Laurie and Debbie say:
Maybe there’s been another piece of exploitation and body-hatred news in the years we’ve been doing this work that has outraged the two of us more than this one has … but neither of us can remember it.
Last year Nair, makers of hair-removal products, released their Pretty range, aimed at 10 to 15-year-olds, or, as they call them, “first-time hair removers”. Yes, you heard right. Ten-year-olds. Girls — children — in grades 5 and 6, encouraged to wax and chemically remove hair from their barely pubescent bodies.
The product is called NairPretty, and if you can stomach it, you can look at their campaign at www.nairpretty.com. We wouldn’t dignify them with a live link, but here are a few particularly repulsive quotations from the site:
“NairPretty Soft Peach Hair Remover Cream is for you if … you want truly silky-soft skin … you want to use it on your legs as well as your underams and bikini area …”
“NairPretty products have been specially developed for teens.”
“NairPretty can be used on your legs, underarms, bikini and arms.”
From the “Mom’s Corner”: “As adolescence sets in, it’s not uncommon for girls (and their mothers) to notice childhood fuzz turning into thicker, stronger body hair. Your daughter may feel self-conscious – but also nervous about first-time hair removal. You might feel anxious about it too. Your daughter needs your help so guide her to the best option. Before you choose a method, it’s important to know the facts.”
The article we linked to above, by Larissa Dubecki, is an excellent source of facts and outrage on the topic:
There are countless reasons to be angry about this piece of misogyny dressed up as big-sisterly advice. Let’s start with the semiotics of the campaign. It’s hard to be angry about “Pretty”.

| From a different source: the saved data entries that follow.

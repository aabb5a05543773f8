//! Markwell Device Registry
//!
//! Loads literary-device definitions from a knowledge-base JSON file and
//! resolves the (often imprecise) device names students write to canonical
//! registry entries, via a ladder of matching strategies with explicit
//! confidence values.

#![warn(missing_docs)]
#![warn(clippy::all)]

mod device;
mod error;
mod registry;

pub use device::{Device, DeviceRecord};
pub use error::RegistryError;
pub use registry::{DeviceMatch, DeviceRegistry};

But “Pretty” here is a (hairless) wolf in disguise. It might come in a range of fruity fragrances, but it’s also a non-threatening induction into a society that sets ridiculous standards for female appearance (among them, the notion that being hairy is ugly). “Pretty” ignores the fact that young people are progressing into adulthood at lightning speed, making the “tween” stage a mere formality as they rush from skipping ropes and jelly sandals to midriff tops and glitter make-up.

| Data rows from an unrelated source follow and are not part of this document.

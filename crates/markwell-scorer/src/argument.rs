//! Scoring for the argument rubric

use crate::RuleScores;
use markwell_domain::{
    ArgumentComponents, EvidenceQuality, GrammarCheck, PositionStrength, ReasoningLayer,
    ScoreResult,
};
use markwell_taxonomy::ArgumentTaxonomy;
use tracing::debug;

// Word-count caps: very short responses cannot demonstrate full depth
const SHORT_TEXT_WORDS: usize = 50;
const SHORT_TEXT_CAP: f64 = 3.0;
const MEDIUM_TEXT_WORDS: usize = 100;
const MEDIUM_TEXT_CAP: f64 = 4.0;

const CONTRADICTION_PENALTY: f64 = 0.5;
const SCORE_FLOOR: f64 = 1.5;

/// Presence sub-metric: position clarity plus evidence quality
///
/// Position contributes up to 2 points, evidence up to 3 with a quantity
/// adjustment (single-item penalty, small capped bonus from four items);
/// the combined raw score maps through the fixed lookup to (sm1, ceiling).
pub(crate) fn score_presence(components: &ArgumentComponents) -> (f64, f64) {
    let mut position_points = 0.0;
    if components.position.is_some() {
        position_points += 1.0;
        position_points += match components.position_strength {
            PositionStrength::Strong | PositionStrength::Moderate => 1.0,
            PositionStrength::Implicit => 0.5,
            PositionStrength::Hedged | PositionStrength::Missing => 0.0,
        };
    }

    let mut evidence_points: f64 = match components.evidence_quality {
        EvidenceQuality::Specific => 3.0,
        EvidenceQuality::Paraphrased => 2.0,
        EvidenceQuality::General => 1.0,
        EvidenceQuality::Assertion => 0.5,
        EvidenceQuality::Missing => 0.0,
    };

    let evidence_count = components.evidence_items.len();
    if evidence_count < 2 {
        evidence_points *= 0.7;
    } else if evidence_count >= 4 {
        evidence_points = (evidence_points * 1.1).min(3.0);
    }

    let raw = position_points + evidence_points;

    if raw >= 4.5 {
        (5.0, 5.0)
    } else if raw >= 4.0 {
        (4.5, 4.5)
    } else if raw >= 3.5 {
        (4.0, 4.0)
    } else if raw >= 3.0 {
        (3.5, 4.0)
    } else if raw >= 2.0 {
        (3.0, 3.0)
    } else if raw >= 1.0 {
        (2.0, 2.5)
    } else {
        (1.5, 2.0)
    }
}

fn layer_base(layer: ReasoningLayer) -> f64 {
    match layer {
        ReasoningLayer::None => 1.5,
        ReasoningLayer::LabelOnly => 2.5,
        ReasoningLayer::Comparison => 3.5,
        ReasoningLayer::CausalChain => 4.0,
        ReasoningLayer::PurposeFraming => 5.0,
    }
}

/// Depth sub-metric: reasoning layer reached, adjusted for distinct
/// reasoning moves, text length, and self-contradiction
fn score_depth(
    text: &str,
    components: &ArgumentComponents,
    taxonomy: &ArgumentTaxonomy,
    ceiling: f64,
) -> f64 {
    let mut base = layer_base(components.reasoning_layer);

    let word_count = text.split_whitespace().count();
    if word_count < SHORT_TEXT_WORDS {
        base = base.min(SHORT_TEXT_CAP);
    } else if word_count < MEDIUM_TEXT_WORDS {
        base = base.min(MEDIUM_TEXT_CAP);
    }

    let text_lower = text.to_lowercase();
    if taxonomy
        .contradiction_checks()
        .iter()
        .any(|c| c.is_contradicted(&text_lower))
    {
        debug!("self-contradicting stance, depth penalized");
        base -= CONTRADICTION_PENALTY;
    }

    let depth_bonus = match components.distinct_reasoning_chains() {
        0..=1 => 0.0,
        2..=3 => 0.25,
        _ => 0.5,
    };

    (base + depth_bonus).clamp(SCORE_FLOOR, ceiling)
}

/// Cohesion sub-metric: counter-acknowledgment, synthesis, flow markers,
/// less the grammar penalty
fn score_cohesion(
    text: &str,
    components: &ArgumentComponents,
    taxonomy: &ArgumentTaxonomy,
    grammar_errors: usize,
    ceiling: f64,
) -> f64 {
    let mut score = 2.0;
    score += components.counter_score;
    score += components.synthesis_score;

    let flow_count = taxonomy.flow_markers().match_count(&text.to_lowercase());
    score += match flow_count {
        0..=1 => 0.0,
        2 => 0.25,
        _ => 0.5,
    };

    score -= match grammar_errors {
        0..=3 => 0.0,
        4..=5 => 0.5,
        _ => 1.0,
    };

    score.clamp(SCORE_FLOOR, ceiling)
}

/// Score one argumentative document through the full rule-based path
pub fn score_argument(
    text: &str,
    components: &ArgumentComponents,
    taxonomy: &ArgumentTaxonomy,
    grammar: &dyn GrammarCheck,
) -> RuleScores {
    let (sm1, ceiling) = score_presence(components);
    let sm2 = score_depth(text, components, taxonomy, ceiling);
    let (error_count, issues) = grammar.count_errors(text);
    let sm3 = score_cohesion(text, components, taxonomy, error_count, ceiling);

    let result = ScoreResult::new(sm1, ceiling, sm2, sm3);
    debug!(
        sm1 = result.sm1,
        ceiling = result.ceiling,
        sm2 = result.sm2,
        sm3 = result.sm3,
        layer = components.reasoning_layer.level(),
        grammar_errors = error_count,
        "argument scoring complete"
    );

    RuleScores {
        result,
        distinct_insights: components.distinct_reasoning_chains() as f64,
        grammar_error_count: error_count,
        grammar_issues: issues,
    }
}

#[cfg(test)]
mod tests {
    use super::*;
    use crate::grammar::ArgumentGrammar;
    use markwell_domain::EvidenceKind;
    use markwell_extractor::ArgumentExtractor;

    fn strong_components() -> ArgumentComponents {
        let mut c = ArgumentComponents::empty();
        c.position = Some("hero".to_string());
        c.position_strength = PositionStrength::Strong;
        c.position_score = 1.0;
        c.evidence_items = vec![
            "he pedaled harder through the snow".to_string(),
            "this is shown when he leaves".to_string(),
        ];
        c.evidence_kinds.insert(
            EvidenceKind::SpecificTextual,
            vec!["he pedaled harder through the snow".to_string()],
        );
        c.evidence_kinds.insert(
            EvidenceKind::Paraphrased,
            vec!["this is shown when he leaves".to_string()],
        );
        c.evidence_quality = EvidenceQuality::Specific;
        c.evidence_score = 0.5;
        c
    }

    #[test]
    fn test_presence_full_marks() {
        let (sm1, ceiling) = score_presence(&strong_components());
        // 2.0 position + 3.0 evidence (two items, no quantity adjustment)
        assert!((sm1 - 5.0).abs() < 1e-9);
        assert!((ceiling - 5.0).abs() < 1e-9);
    }

    #[test]
    fn test_single_evidence_penalty() {
        let mut c = strong_components();
        c.evidence_items.truncate(1);
        // 2.0 + 3.0*0.7 = 4.1 -> (4.5, 4.5)
        let (sm1, ceiling) = score_presence(&c);
        assert!((sm1 - 4.5).abs() < 1e-9);
        assert!((ceiling - 4.5).abs() < 1e-9);
    }

    #[test]
    fn test_presence_floor_for_empty() {
        let (sm1, ceiling) = score_presence(&ArgumentComponents::empty());
        assert!((sm1 - 1.5).abs() < 1e-9);
        assert!((ceiling - 2.0).abs() < 1e-9);
    }

    #[test]
    fn test_extracted_components_score_end_to_end() {
        let taxonomy = ArgumentTaxonomy::standard();
        let extractor = ArgumentExtractor::new(ArgumentTaxonomy::standard());
        let grammar = ArgumentGrammar::new();

        let bare = "He is a victim.";
        let developed = "I believe Jonas is more of a hero than a victim because he \
                         saves Gabriel. However, some might say he abandons his \
                         community. Ultimately his courage outweighs the harm.";

        let bare_scores = score_argument(bare, &extractor.extract(bare), &taxonomy, &grammar);
        assert!((bare_scores.result.sm1 - 2.0).abs() < 1e-9);
        assert!((bare_scores.result.ceiling - 2.5).abs() < 1e-9);

        let developed_scores =
            score_argument(developed, &extractor.extract(developed), &taxonomy, &grammar);
        assert!(developed_scores.result.ceiling_holds());
        assert!(developed_scores.result.sm1 > bare_scores.result.sm1);
    }

    #[test]
    fn test_short_text_caps_depth() {
        let mut c = strong_components();
        c.reasoning_layer = ReasoningLayer::PurposeFraming;
        let taxonomy = ArgumentTaxonomy::standard();
        let short = "Jonas is a hero because he saves Gabriel.";
        let sm2 = score_depth(short, &c, &taxonomy, 5.0);
        assert!(sm2 <= SHORT_TEXT_CAP + 1e-9);
    }

    #[test]
    fn test_contradiction_penalty_applied() {
        let mut c = strong_components();
        c.reasoning_layer = ReasoningLayer::CausalChain;
        let taxonomy = ArgumentTaxonomy::standard();
        let filler = "He walks through the town and thinks about things every single day. "
            .repeat(8);
        let clean = format!("{filler}Jonas is a victim of the community.");
        let contradictory =
            format!("{filler}Jonas is a victim. He is not really a victim of anything.");
        let clean_sm2 = score_depth(&clean, &c, &taxonomy, 5.0);
        let penalized_sm2 = score_depth(&contradictory, &c, &taxonomy, 5.0);
        assert!((clean_sm2 - penalized_sm2 - CONTRADICTION_PENALTY).abs() < 1e-9);
    }

    #[test]
    fn test_cohesion_rewards_counter_and_synthesis() {
        let mut c = strong_components();
        c.counter_score = 1.0;
        c.synthesis_score = 1.0;
        let taxonomy = ArgumentTaxonomy::standard();
        let sm3 = score_cohesion("plain text", &c, &taxonomy, 0, 5.0);
        assert!((sm3 - 4.0).abs() < 1e-9);
    }

    #[test]
    fn test_flow_marker_bonus() {
        let c = strong_components();
        let taxonomy = ArgumentTaxonomy::standard();
        let text = "Firstly he saves the baby. Secondly he keeps the memories. Finally he leaves.";
        let sm3 = score_cohesion(text, &c, &taxonomy, 0, 5.0);
        assert!((sm3 - 2.5).abs() < 1e-9);
    }

    #[test]
    fn test_heavy_grammar_errors_cost_a_full_point() {
        let c = strong_components();
        let taxonomy = ArgumentTaxonomy::standard();
        let light = score_cohesion("text", &c, &taxonomy, 4, 5.0);
        let heavy = score_cohesion("text", &c, &taxonomy, 6, 5.0);
        assert!((light - 1.5).abs() < 1e-9);
        assert!((heavy - 1.5).abs() < 1e-9);
    }

    #[test]
    fn test_full_path_respects_ceiling() {
        let mut c = strong_components();
        c.evidence_quality = EvidenceQuality::General;
        c.reasoning_layer = ReasoningLayer::PurposeFraming;
        c.counter_score = 1.0;
        c.synthesis_score = 1.0;
        let taxonomy = ArgumentTaxonomy::standard();
        let text = "He suffers because the community controls him. ".repeat(25);
        let scores = score_argument(text.trim(), &c, &taxonomy, &ArgumentGrammar::new());
        assert!(scores.result.ceiling_holds());
        assert!(scores.result.sm2 <= scores.result.ceiling);
    }
}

The line between childhood and adulthood is increasingly blurred. And it cuts both ways, with the older generations keen to hold onto their youth and, in the case of the Brazilian, their pre-pubescence. But while 30 is touted as the new 20 and 50 as the new 40, is it really appropriate for 10 to be the new 20?
To take Dubecki’s entirely appropriate outrage one step further, we need to deconstruct what’s happening here, because it is profoundly and repulsively twisted.
Take one strand of “hatred of living in a woman’s body,” the same kind of motivation that leads to “mummy jobs.” Put next to it a strand of “ambivalence about growing up,” which every pre-teen feels in one way or another. Add a strand of “sexualizing younger and younger girls for male availability.” Okay, that makes a pretty upsetting list. When you braid in the fourth strand, which is “wanting those sexualized very young women to look prepubescent,” suddenly you have a horrifying tangle.
Bottom line: the message of NairPretty is “we don’t want you to ever look like you are growing up, dear, but we do want you to be childlike and pretty for us to possess.”
Nair is a product of this company which makes Arm & Hammer, Aim Toothpaste, and many more common household items we won’t be buying any more.
In case you think we’re over-reacting, here (again from Dubecki’s article) is what this kind of thinking is already leading to:
Australian website girl.com.au is now promoting a feature about Brazilian waxes, otherwise known as a torture device in which all the hair in a woman’s nether regions is ripped off with a combination of hot wax and a high pain threshold. The website, which appears to be mostly read by girls in the nine to 14 age bracket, says of the Brazilian: “Nobody really likes hair in their private regions and it has a childlike appeal.”
Very wry thanks to Stef for the pointer.